Poetry in Taiwan exists at the intersection of Taiwanese, Mandarin, and Japanese languages and traditions. The rise of China has contributed to the shrinking of Taiwan’s international space, leading to Taiwanese cultures often being viewed as tributaries or by-products of China on the global stage. They focus on Taiwanese poetry to highlight a history of local resistance in gender, identity, cultural, and linguistic contexts.
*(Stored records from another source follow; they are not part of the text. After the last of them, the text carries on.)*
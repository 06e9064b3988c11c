use indexmap::IndexMap;
use serde::{Deserialize, Serialize};

/// A JSON Schema type keyword value.
#[derive(Debug, Clone, Copy, PartialEq, Eq, Serialize, Deserialize)]
#[serde(rename_all = "lowercase")]
pub enum SchemaType {
    String,
    Number,
    Integer,
    Boolean,
    Array,
    Object,
    Null,
}

impl SchemaType {
    pub fn as_str(&self) -> &'static str {
        match self {
            SchemaType::String => "string",
            SchemaType::Number => "number",
            SchemaType::Integer => "integer",
            SchemaType::Boolean => "boolean",
            SchemaType::Array => "array",
            SchemaType::Object => "object",
            SchemaType::Null => "null",
        }
    }
}

/// The `type` field can be a single type or an array of types.
#[derive(Debug, Clone, PartialEq, Eq, Serialize, Deserialize)]
#[serde(untagged)]
pub enum TypeSet {
    Single(SchemaType),
    Multiple(Vec<SchemaType>),
}

/// A Redfish schema document: the root object with its `definitions` map.
#[derive(Debug, Clone, PartialEq, Default, Serialize, Deserialize)]
pub struct SchemaDocument {
    #[serde(rename = "$id", skip_serializing_if = "Option::is_none")]
    pub id: Option<String>,

    #[serde(default, skip_serializing_if = "Option::is_none")]
    pub title: Option<String>,

    /// `None` when the document has no `definitions` key at all, which is
    /// only acceptable for re-export stubs.
    #[serde(default, skip_serializing_if = "Option::is_none")]
    pub definitions: Option<IndexMap<String, SchemaNode>>,
}

impl SchemaDocument {
    pub fn definition(&self, name: &str) -> Option<&SchemaNode> {
        self.definitions.as_ref().and_then(|defs| defs.get(name))
    }

    /// Definitions in document order; empty when the key is absent.
    pub fn iter_definitions(&self) -> impl Iterator<Item = (&String, &SchemaNode)> {
        self.definitions.iter().flatten()
    }
}

/// A JSON Schema fragment in the Redfish/Swordfish profile.
///
/// Only the keywords the translator looks at are modelled; everything else
/// in the document is ignored during deserialization.
#[derive(Debug, Clone, PartialEq, Default, Serialize, Deserialize)]
pub struct SchemaNode {
    #[serde(rename = "type", skip_serializing_if = "Option::is_none")]
    pub schema_type: Option<TypeSet>,

    #[serde(rename = "$ref", skip_serializing_if = "Option::is_none")]
    pub reference: Option<String>,

    #[serde(skip_serializing_if = "Option::is_none")]
    pub description: Option<String>,

    #[serde(rename = "longDescription", skip_serializing_if = "Option::is_none")]
    pub long_description: Option<String>,

    #[serde(default, skip_serializing_if = "IndexMap::is_empty")]
    pub properties: IndexMap<String, SchemaNode>,

    #[serde(skip_serializing_if = "Option::is_none")]
    pub items: Option<Box<SchemaNode>>,

    #[serde(rename = "anyOf", default, skip_serializing_if = "Vec::is_empty")]
    pub any_of: Vec<SchemaNode>,

    #[serde(rename = "enum", default, skip_serializing_if = "Vec::is_empty")]
    pub enum_values: Vec<serde_json::Value>,

    #[serde(
        rename = "enumDescriptions",
        default,
        skip_serializing_if = "IndexMap::is_empty"
    )]
    pub enum_descriptions: IndexMap<String, String>,

    #[serde(
        rename = "enumLongDescriptions",
        default,
        skip_serializing_if = "IndexMap::is_empty"
    )]
    pub enum_long_descriptions: IndexMap<String, String>,

    // Redfish carries a version note string here; older schemas use a bool.
    #[serde(skip_serializing_if = "Option::is_none")]
    pub deprecated: Option<serde_json::Value>,

    #[serde(rename = "readonly", skip_serializing_if = "Option::is_none")]
    pub read_only: Option<bool>,
}

impl SchemaNode {
    /// True when the declared `type` is exactly the given single type.
    pub fn is_type(&self, ty: SchemaType) -> bool {
        matches!(self.schema_type, Some(TypeSet::Single(t)) if t == ty)
    }

    /// The `anyOf` list on the node itself, or failing that on its `items`.
    pub fn any_of_alternatives(&self) -> Option<&[SchemaNode]> {
        if !self.any_of.is_empty() {
            return Some(self.any_of.as_slice());
        }
        self.items
            .as_deref()
            .filter(|items| !items.any_of.is_empty())
            .map(|items| items.any_of.as_slice())
    }

    /// The `$ref` declared directly inside `items`.
    pub fn items_ref(&self) -> Option<&str> {
        self.items.as_deref().and_then(|i| i.reference.as_deref())
    }

    /// Whether the `deprecated` annotation is present and truthy.
    pub fn is_deprecated(&self) -> bool {
        match &self.deprecated {
            None | Some(serde_json::Value::Null) => false,
            Some(serde_json::Value::Bool(b)) => *b,
            Some(serde_json::Value::String(s)) => !s.is_empty(),
            Some(_) => true,
        }
    }

    /// The documentation text, preferring `longDescription` over `description`.
    pub fn doc_text(&self) -> &str {
        self.long_description
            .as_deref()
            .filter(|d| !d.is_empty())
            .or(self.description.as_deref())
            .unwrap_or("")
    }

    /// String enum literals in declaration order.
    pub fn enum_literals(&self) -> impl Iterator<Item = &str> {
        self.enum_values.iter().filter_map(|v| v.as_str())
    }

    /// Description for one enum literal, long form first.
    pub fn enum_member_doc(&self, literal: &str) -> &str {
        self.enum_long_descriptions
            .get(literal)
            .map(String::as_str)
            .filter(|d| !d.is_empty())
            .or_else(|| self.enum_descriptions.get(literal).map(String::as_str))
            .unwrap_or("")
    }
}

/// The last path segment of a JSON reference, e.g. `Foo` for `#/definitions/Foo`.
pub fn ref_target_name(reference: &str) -> &str {
    reference.rsplit('/').next().unwrap_or(reference)
}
They deconstruct the hegemony and homogeneity of “Chineseness,” exploring multiple ways to reposition Taiwan on the map of world literature.

Essential reading for scholars of Sinophone literature, as well as those interested in the history and culture of Taiwan.

The Introduction and Chapter 11 of this book is freely available as a downloadable Open Access PDF at http://www.taylorfrancis.com under a Creative Commons Attribution-Non Commercial-No Derivatives (CC BY-NC-ND) 4.0 license.

Wen-chi Li holds a post as the Swiss National Science Foundation Postdoctoral Mobility Fellow at the University of Oxford, after completing Susan Manning Fellow at the University of Edinburgh and receiving his PhD in Sinology from the University of Zurich. He has co-edited the Chinese book Under the Same Roof: A Poetry Anthology for LGBTQ+ (Dark Eyes, 2019) and the volume of Taiwanese Literature as World Literature (Bloomsbury, 2022). As a translator, he co-translated Decapitated Poetry by Ko-hua Chen (Seagull Books, 2023), which won the Lucien Stryk Asian Translation Prize.